I have implemented a 3-body problem simulator that generates the three-voice noise corresponding to the motion of each body. A one-minute video is available at this YouTube link.

alt text: one example of the generated frames figure. One example of the generated frames

What I did

Three-body problem simulator

The three-body problem is a classic problem in physics. When two celestial bodies interact with gravity, their motion can be described in a closed form; for example, their orbits are conic sections. However, the situation is different when a third body is introduced. It is known that there is no general solution to the three-body problem, and the motion can be chaotic, i.e., the system can be extremely sensitive to initial conditions.

The first season of the Netflix series 3 Body Problem has recently been released. Not only did I enjoy the series, but also I became somewhat obsessed with the physical problem in the title and ended up implementing the simulator in Python.

Because of the visualization problem, my implementation is on the plane. Implementing 3-dimensional motion would not be much different.

Noise generation

After the simulator was finished, I wondered how to make this video more entertaining; the answer is always to add the perfect sound. I decided to create three noises, corresponding to the motion of each body.

I set the center of mass to be the origin. Let (r,θ) be the polar coordinate of a body. I set the frequency of the noise to be proportional to θ and the amplitude to r; that is, the pitch of noise increases when the body rotates around the center (one octave higher when the body rotates one turn), and the volume increases when the body is far from the center, and vice versa for the opposite cases.

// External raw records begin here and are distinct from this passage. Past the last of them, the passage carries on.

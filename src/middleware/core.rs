use std::time::Duration;

use crate::dispatcher::{HandlerRequest, HandlerResponse};

/// Hook pair run by the dispatcher around every handler call
pub trait Middleware: Send + Sync {
    /// Runs before the handler. Returning a response skips the handler.
    fn before(&self, _req: &HandlerRequest) -> Option<HandlerResponse> {
        None
    }

    /// Runs after the handler (or the short-circuit response) with the time the
    /// handler took; zero when it was skipped.
    fn after(&self, _req: &HandlerRequest, _res: &mut HandlerResponse, _latency: Duration) {}
}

Note that the angle θ respects the multiple rotations so that there is a continuous change in pitch when θ passes through 2πn (for integer n).

Video generation

I simply collected the frames to make a video and added the generated noise.

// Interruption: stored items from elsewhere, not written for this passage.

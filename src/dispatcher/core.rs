use http::Method;
use serde_json::Value;
use smallvec::SmallVec;
use std::collections::HashMap;
use std::sync::Arc;
use std::time::{Duration, Instant};
use tracing::{debug, error, info, warn};

use crate::ids::RequestId;
use crate::middleware::Middleware;
use crate::recovery::recover;
use crate::router::{ParamVec, RouteMatch};

/// Maximum inline headers before heap allocation
pub const MAX_INLINE_HEADERS: usize = 16;

/// Header storage; names are lowercase on requests.
pub type HeaderVec = SmallVec<[(Arc<str>, String); MAX_INLINE_HEADERS]>;

/// Request data passed to a handler
#[derive(Debug, Clone)]
pub struct HandlerRequest {
    /// Unique request ID for log correlation
    pub request_id: RequestId,
    pub method: Method,
    /// Request path without the query string
    pub path: String,
    /// Name of the handler that should process this request
    pub handler_name: String,
    pub path_params: ParamVec,
    pub query_params: ParamVec,
    pub headers: HeaderVec,
    /// Raw request body
    pub body: Vec<u8>,
}

impl HandlerRequest {
    /// Build a request for `route_match` with no query, headers or body.
    #[must_use]
    pub fn from_match(method: Method, path: &str, route_match: RouteMatch) -> Self {
        Self {
            request_id: RequestId::new(),
            method,
            path: path.to_string(),
            handler_name: route_match.handler_name,
            path_params: route_match.path_params,
            query_params: ParamVec::new(),
            headers: HeaderVec::new(),
            body: Vec::new(),
        }
    }

    #[inline]
    #[must_use]
    pub fn get_path_param(&self, name: &str) -> Option<&str> {
        self.path_params
            .iter()
            .find(|(k, _)| k.as_ref() == name)
            .map(|(_, v)| v.as_str())
    }

    /// Get a query parameter by name; the last occurrence wins.
    #[inline]
    #[must_use]
    pub fn get_query_param(&self, name: &str) -> Option<&str> {
        self.query_params
            .iter()
            .rfind(|(k, _)| k.as_ref() == name)
            .map(|(_, v)| v.as_str())
    }

    /// Get a header by name (case-insensitive per RFC 7230)
    #[inline]
    #[must_use]
    pub fn get_header(&self, name: &str) -> Option<&str> {
        self.headers
            .iter()
            .find(|(k, _)| k.eq_ignore_ascii_case(name))
            .map(|(_, v)| v.as_str())
    }

    /// Body decoded as UTF-8, lossily
    #[must_use]
    pub fn body_text(&self) -> std::borrow::Cow<'_, str> {
        String::from_utf8_lossy(&self.body)
    }
}

/// Response produced by a handler or by the dispatcher itself
#[derive(Debug, Clone, PartialEq, Eq)]
pub struct HandlerResponse {
    /// HTTP status code
    pub status: u16,
    pub headers: HeaderVec,
    pub body: Vec<u8>,
}

impl HandlerResponse {
    #[must_use]
    pub fn new(status: u16, headers: HeaderVec, body: Vec<u8>) -> Self {
        Self {
            status,
            headers,
            body,
        }
    }

    /// `text/plain` response
    #[must_use]
    pub fn text(status: u16, body: impl Into<String>) -> Self {
        let mut headers = HeaderVec::new();
        headers.push((
            Arc::from("content-type"),
            "text/plain; charset=utf-8".to_string(),
        ));
        Self::new(status, headers, body.into().into_bytes())
    }

    /// `application/json` response
    #[must_use]
    pub fn json(status: u16, body: &Value) -> Self {
        let mut headers = HeaderVec::new();
        headers.push((Arc::from("content-type"), "application/json".to_string()));
        Self::new(status, headers, body.to_string().into_bytes())
    }

    /// JSON error body `{ "error": message }`
    #[must_use]
    pub fn error(status: u16, message: &str) -> Self {
        Self::json(status, &serde_json::json!({ "error": message }))
    }

    #[inline]
    #[must_use]
    pub fn get_header(&self, name: &str) -> Option<&str> {
        self.headers
            .iter()
            .find(|(k, _)| k.eq_ignore_ascii_case(name))
            .map(|(_, v)| v.as_str())
    }

    /// Add or replace a header
    pub fn set_header(&mut self, name: &str, value: String) {
        self.headers.retain(|(k, _)| !k.eq_ignore_ascii_case(name));
        self.headers.push((Arc::from(name), value));
    }

    #[must_use]
    pub fn body_text(&self) -> std::borrow::Cow<'_, str> {
        String::from_utf8_lossy(&self.body)
    }
}

/// Something that turns a request into a response
pub trait Handler: Send + Sync {
    fn handle(&self, req: &HandlerRequest) -> HandlerResponse;
}

impl<F> Handler for F
where
    F: Fn(&HandlerRequest) -> HandlerResponse + Send + Sync,
{
    fn handle(&self, req: &HandlerRequest) -> HandlerResponse {
        self(req)
    }
}

/// Registry of named handlers plus the middleware chain wrapped around them
///
/// Handlers run on the caller's coroutine. A panicking handler is recovered and
/// answered with a 500, so one bad handler never takes down the connection.
#[derive(Clone, Default)]
pub struct Dispatcher {
    /// Handlers keyed by name
    pub handlers: HashMap<String, Arc<dyn Handler>>,
    /// Middleware in execution order
    pub middlewares: Vec<Arc<dyn Middleware>>,
}

impl Dispatcher {
    #[must_use]
    pub fn new() -> Self {
        Self::default()
    }

    /// Register a handler under `name`, replacing any previous one.
    pub fn register_handler<H>(&mut self, name: &str, handler: H)
    where
        H: Handler + 'static,
    {
        if self
            .handlers
            .insert(name.to_string(), Arc::new(handler))
            .is_some()
        {
            warn!(handler_name = %name, "Replaced existing handler");
        } else {
            info!(
                handler_name = %name,
                total_handlers = self.handlers.len(),
                "Handler registered successfully"
            );
        }
    }

    /// Add middleware to the end of the chain
    pub fn add_middleware(&mut self, mw: Arc<dyn Middleware>) {
        self.middlewares.push(mw);
    }

    /// Run the middleware chain and the named handler for `request`.
    ///
    /// Every middleware's `before` runs in order; the first one returning a
    /// response short-circuits the handler, but the remaining `before` hooks still
    /// run. Every `after` hook runs on the final response.
    ///
    /// Returns a 500 when no handler is registered under the request's name or
    /// the handler panics.
    #[must_use]
    pub fn dispatch(&self, request: &HandlerRequest) -> HandlerResponse {
        let mut early_resp: Option<HandlerResponse> = None;
        for (idx, mw) in self.middlewares.iter().enumerate() {
            let resp = mw.before(request);
            if early_resp.is_none() && resp.is_some() {
                debug!(
                    request_id = %request.request_id,
                    middleware_idx = idx,
                    "Middleware returned early response"
                );
                early_resp = resp;
            }
        }

        let (mut resp, latency) = match early_resp {
            Some(r) => (r, Duration::ZERO),
            None => {
                let start = Instant::now();
                let r = self.call_handler(request);
                (r, start.elapsed())
            }
        };

        for mw in &self.middlewares {
            mw.after(request, &mut resp, latency);
        }
        resp
    }

    fn call_handler(&self, request: &HandlerRequest) -> HandlerResponse {
        let Some(handler) = self.handlers.get(&request.handler_name) else {
            let available: Vec<&String> = self.handlers.keys().collect();
            error!(
                request_id = %request.request_id,
                handler_name = %request.handler_name,
                available_handlers = ?available,
                "Handler not found"
            );
            return HandlerResponse::error(500, "Handler not registered");
        };

        match recover(&request.handler_name, || handler.handle(request)) {
            Ok(resp) => resp,
            Err(recovered) => {
                error!(
                    request_id = %request.request_id,
                    handler_name = %request.handler_name,
                    panic_message = %recovered.message,
                    "Handler panicked"
                );
                HandlerResponse::error(500, &format!("Handler panicked: {}", recovered.message))
            }
        }
    }
}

The result with an initial condition is the video at the link above. I don’t know why, but those videos are oddly satisfying.

What I’ve learned

Stick to the correct use of numpy

I learned (again) that numpy is a powerful tool for numerical analysis, but only if it is used correctly. For example, broadcasting, reshaping, and vectorization should be used whenever possible, otherwise the performance can be significantly reduced. I also learned (again) that one shouldn’t append to the numpy array often, as this process creates a new array each time. (This is different from the native Python list, which makes me forget the numpy way); one should rather allocate the zero array first and fill it when there is a time bottleneck and enough memory.

Some numerical methods

I’ve never done numerical simulations of differential equations before. Doing this, I learned that there are several methods to estimate the state at t+Δt from the state at t. My first implementation was naive, and the energy of the system was not conserved. The current implementation supports the leapfrog method and the velocity Verlet method. I have checked that the net energy tends to be conserved better.

On video generation

A few years ago I did another music visualization project: Giant Steps (on the circle of 5ths). On that one, the most time-consuming part was generating the video itself. I created and saved each of the frame images in Python, and then combined them into a video using some other software. Generating and saving this bunch of still images took a lot of time (as it is file io) and disk space.

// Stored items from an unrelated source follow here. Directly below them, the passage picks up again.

#![allow(dead_code)]

pub mod test_server {
    use std::net::{SocketAddr, TcpListener};
    use std::sync::Once;

    /// Ensures May coroutines are configured only once
    static MAY_INIT: Once = Once::new();

    pub fn setup_may_runtime() {
        MAY_INIT.call_once(|| {
            may::config().set_stack_size(0x8000);
        });
    }

    /// Reserve a loopback port that is free right now.
    pub fn free_addr() -> SocketAddr {
        let listener = TcpListener::bind("127.0.0.1:0").unwrap();
        let addr = listener.local_addr().unwrap();
        drop(listener);
        addr
    }
}

pub mod http {
    use std::io::{Read, Write};
    use std::net::{SocketAddr, TcpStream};
    use std::time::Duration;

    /// Parsed raw HTTP/1.1 response
    #[derive(Debug)]
    pub struct RawResponse {
        pub status: u16,
        pub headers: Vec<(String, String)>,
        pub body: String,
    }

    impl RawResponse {
        pub fn header(&self, name: &str) -> Option<&str> {
            self.headers
                .iter()
                .find(|(k, _)| k.eq_ignore_ascii_case(name))
                .map(|(_, v)| v.as_str())
        }
    }

    fn content_length(head: &str) -> Option<usize> {
        head.lines().find_map(|line| {
            let (name, value) = line.split_once(':')?;
            if name.eq_ignore_ascii_case("content-length") {
                value.trim().parse().ok()
            } else {
                None
            }
        })
    }

    /// Send `req` verbatim and read one response.
    ///
    /// Reads until the advertised body length has arrived or the socket goes
    /// quiet, since the server keeps connections alive.
    pub fn send_request(addr: &SocketAddr, req: &str) -> String {
        let mut stream = TcpStream::connect(addr).unwrap();
        stream.write_all(req.as_bytes()).unwrap();
        stream
            .set_read_timeout(Some(Duration::from_millis(500)))
            .unwrap();
        let mut buf = Vec::new();
        loop {
            let mut tmp = [0u8; 1024];
            match stream.read(&mut tmp) {
                Ok(0) => break,
                Ok(n) => {
                    buf.extend_from_slice(&tmp[..n]);
                    let text = String::from_utf8_lossy(&buf);
                    if let Some(split) = text.find("\r\n\r\n") {
                        let head = &text[..split];
                        if let Some(len) = content_length(head) {
                            if buf.len() >= split + 4 + len {
                                break;
                            }
                        }
                    }
                }
                Err(ref e)
                    if e.kind() == std::io::ErrorKind::WouldBlock
                        || e.kind() == std::io::ErrorKind::TimedOut =>
                {
                    break
                }
                Err(e) => panic!("read error: {:?}", e),
            }
        }
        String::from_utf8_lossy(&buf).to_string()
    }

    pub fn parse_response(resp: &str) -> RawResponse {
        let (head, body) = resp.split_once("\r\n\r\n").unwrap_or((resp, ""));
        let mut lines = head.lines();
        let status = lines
            .next()
            .and_then(|l| l.split_whitespace().nth(1))
            .and_then(|s| s.parse().ok())
            .unwrap_or(0);
        let headers = lines
            .filter_map(|l| l.split_once(':'))
            .map(|(k, v)| (k.trim().to_string(), v.trim().to_string()))
            .collect();
        RawResponse {
            status,
            headers,
            body: body.to_string(),
        }
    }

    pub fn get(addr: &SocketAddr, path: &str) -> RawResponse {
        parse_response(&send_request(
            addr,
            &format!("GET {} HTTP/1.1\r\nHost: localhost\r\n\r\n", path),
        ))
    }
}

This time, not to repeat the pain, I did some research and found that each frame can be converted into a numpy array and then directly into a video using, for example, the moviepy library. This reduced the time and memory consumption significantly.

What to do next, if I do

  1. Refactor the code

    For example, I just created a .wav file and re-read it to convert it into a compatible format with the moviepy library; this should also be possible directly, but I haven’t done much research.

  2. Live simulation, maybe with JavaScript or something

    The current implementation finishes the simulation and then starts the video generation. I’m not sure if it is possible to do this in real-time in Python; parallel processing has always been a problem whenever I try to do large computations in Python. Maybe converting to another language for the live simulation would be easier.